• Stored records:

┄┄┄┄┄┄

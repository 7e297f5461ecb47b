//! Client-side checks run before a form is submitted.
//!
//! The backend stays authoritative; these only catch the obvious mistakes so
//! the user sees them inline without a round trip.

use chrono::NaiveDate;
use lazy_static::lazy_static;
use regex::Regex;

use crate::api::error::ValidationErrors;
use crate::models::{ClientInput, EmployeeInput};

lazy_static! {
    static ref EMAIL_REGEX: Regex =
        Regex::new(r"^[^\s@]+@[^\s@]+\.[^\s@]+$").unwrap();

    /// Digits with optional leading +, spaces, dots and dashes
    static ref PHONE_REGEX: Regex =
        Regex::new(r"^\+?[0-9][0-9 .\-]{7,18}[0-9]$").unwrap();
}

pub fn validate_name(name: &str) -> Result<(), String> {
    let name = name.trim();
    if name.is_empty() {
        return Err("Name is required".to_string());
    }
    if name.chars().count() > 255 {
        return Err("Name is too long (max 255 characters)".to_string());
    }
    Ok(())
}

pub fn validate_email(email: &str) -> Result<(), String> {
    if email.is_empty() {
        return Err("Email is required".to_string());
    }
    if email.len() > 255 {
        return Err("Email is too long (max 255 characters)".to_string());
    }
    if !EMAIL_REGEX.is_match(email) {
        return Err("Invalid email format".to_string());
    }
    Ok(())
}

/// Optional field; empty counts as absent
pub fn validate_phone(phone: &Option<String>) -> Result<(), String> {
    match phone.as_deref().map(str::trim) {
        None | Some("") => Ok(()),
        Some(p) if PHONE_REGEX.is_match(p) => Ok(()),
        Some(_) => Err("Invalid phone number".to_string()),
    }
}

/// A subscription price may be zero
pub fn validate_price(price: f64) -> Result<(), String> {
    if !price.is_finite() || price < 0.0 {
        return Err("Price cannot be negative".to_string());
    }
    Ok(())
}

/// Money actually paid, as for a renewal
pub fn validate_amount(amount: f64) -> Result<(), String> {
    if !amount.is_finite() || amount <= 0.0 {
        return Err("Amount must be greater than zero".to_string());
    }
    Ok(())
}

pub fn validate_period(start: NaiveDate, end: NaiveDate) -> Result<(), String> {
    if end < start {
        return Err("End date must be on or after the start date".to_string());
    }
    Ok(())
}

pub fn validate_password(password: &str) -> Result<(), String> {
    if password.chars().count() < 8 {
        return Err("Password must be at least 8 characters".to_string());
    }
    Ok(())
}

pub fn validate_client(input: &ClientInput) -> Result<(), ValidationErrors> {
    let mut errors = ValidationErrors::builder();
    if let Err(e) = validate_name(&input.name) {
        errors.add("name", e);
    }
    if let Some(email) = input.email.as_deref().filter(|e| !e.is_empty()) {
        if let Err(e) = validate_email(email) {
            errors.add("email", e);
        }
    }
    if let Err(e) = validate_phone(&input.phone) {
        errors.add("phone", e);
    }
    errors.finish()
}

/// `creating` makes the password mandatory
pub fn validate_employee(input: &EmployeeInput, creating: bool) -> Result<(), ValidationErrors> {
    let mut errors = ValidationErrors::builder();
    if let Err(e) = validate_name(&input.name) {
        errors.add("name", e);
    }
    if let Err(e) = validate_email(&input.email) {
        errors.add("email", e);
    }
    if let Err(e) = validate_phone(&input.phone) {
        errors.add("phone", e);
    }
    match input.password.as_deref() {
        Some(password) => {
            if let Err(e) = validate_password(password) {
                errors.add("password", e);
            }
        }
        None if creating => {
            errors.add("password", "Password is required");
        }
        None => {}
    }
    errors.finish()
}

┄┄┄┄┄┄

The whole of the data is to be returned with every line intact.

repository 7e297f5461ecb47b
//! Client-side checks run before a form is submitted.
//!
//! The backend stays authoritative; these only catch the obvious mistakes so
//! the user sees them inline without a round trip.

use chrono::NaiveDate;
use lazy_static::lazy_static;
use regex::Regex;

use crate::api::error::ValidationErrors;
use crate::models::{ClientInput, EmployeeInput};

lazy_static! {
    static ref EMAIL_REGEX: Regex =
        Regex::new(r"^[^\s@]+@[^\s@]+\.[^\s@]+$").unwrap();

    /// Digits with optional leading +, spaces, dots and dashes
    static ref PHONE_REGEX: Regex =
        Regex::new(r"^\+?[0-9][0-9 .\-]{7,18}[0-9]$").unwrap();
}

pub fn validate_name(name: &str) -> Result<(), String> {
    let name = name.trim();
    if name.is_empty() {
        return Err("Name is required".to_string());
    }
    if name.chars().count() > 255 {
        return Err("Name is too long (max 255 characters)".to_string());
    }
    Ok(())
}

pub fn validate_email(email: &str) -> Result<(), String> {
    if email.is_empty() {
        return Err("Email is required".to_string());
    }
    if email.len() > 255 {
        return Err("Email is too long (max 255 characters)".to_string());
    }
    if !EMAIL_REGEX.is_match(email) {
        return Err("Invalid email format".to_string());
    }
    Ok(())
}

/// Optional field; empty counts as absent
pub fn validate_phone(phone: &Option<String>) -> Result<(), String> {
    match phone.as_deref().map(str::trim) {
        None | Some("") => Ok(()),
        Some(p) if PHONE_REGEX.is_match(p) => Ok(()),
        Some(_) => Err("Invalid phone number".to_string()),
    }
}

/// A subscription price may be zero
pub fn validate_price(price: f64) -> Result<(), String> {
    if !price.is_finite() || price < 0.0 {
        return Err("Price cannot be negative".to_string());
    }
    Ok(())
}

/// Money actually paid, as for a renewal
pub fn validate_amount(amount: f64) -> Result<(), String> {
    if !amount.is_finite() || amount <= 0.0 {
        return Err("Amount must be greater than zero".to_string());
    }
    Ok(())
}

pub fn validate_period(start: NaiveDate, end: NaiveDate) -> Result<(), String> {
    if end < start {
        return Err("End date must be on or after the start date".to_string());
    }
    Ok(())
}

pub fn validate_password(password: &str) -> Result<(), String> {
    if password.chars().count() < 8 {
        return Err("Password must be at least 8 characters".to_string());
    }
    Ok(())
}

pub fn validate_client(input: &ClientInput) -> Result<(), ValidationErrors> {
    let mut errors = ValidationErrors::builder();
    if let Err(e) = validate_name(&input.name) {
        errors.add("name", e);
    }
    if let Some(email) = input.email.as_deref().filter(|e| !e.is_empty()) {
        if let Err(e) = validate_email(email) {
            errors.add("email", e);
        }
    }
    if let Err(e) = validate_phone(&input.phone) {
        errors.add("phone", e);
    }
    errors.finish()
}

/// `creating` makes the password mandatory
pub fn validate_employee(input: &EmployeeInput, creating: bool) -> Result<(), ValidationErrors> {
    let mut errors = ValidationErrors::builder();
    if let Err(e) = validate_name(&input.name) {
        errors.add("name", e);
    }
    if let Err(e) = validate_email(&input.email) {
        errors.add("email", e);
    }
    if let Err(e) = validate_phone(&input.phone) {
        errors.add("phone", e);
    }
    match input.password.as_deref() {
        Some(password) => {
            if let Err(e) = validate_password(password) {
                errors.add("password", e);
            }
        }
        None if creating => {
            errors.add("password", "Password is required");
        }
        None => {}
    }
    errors.finish()
}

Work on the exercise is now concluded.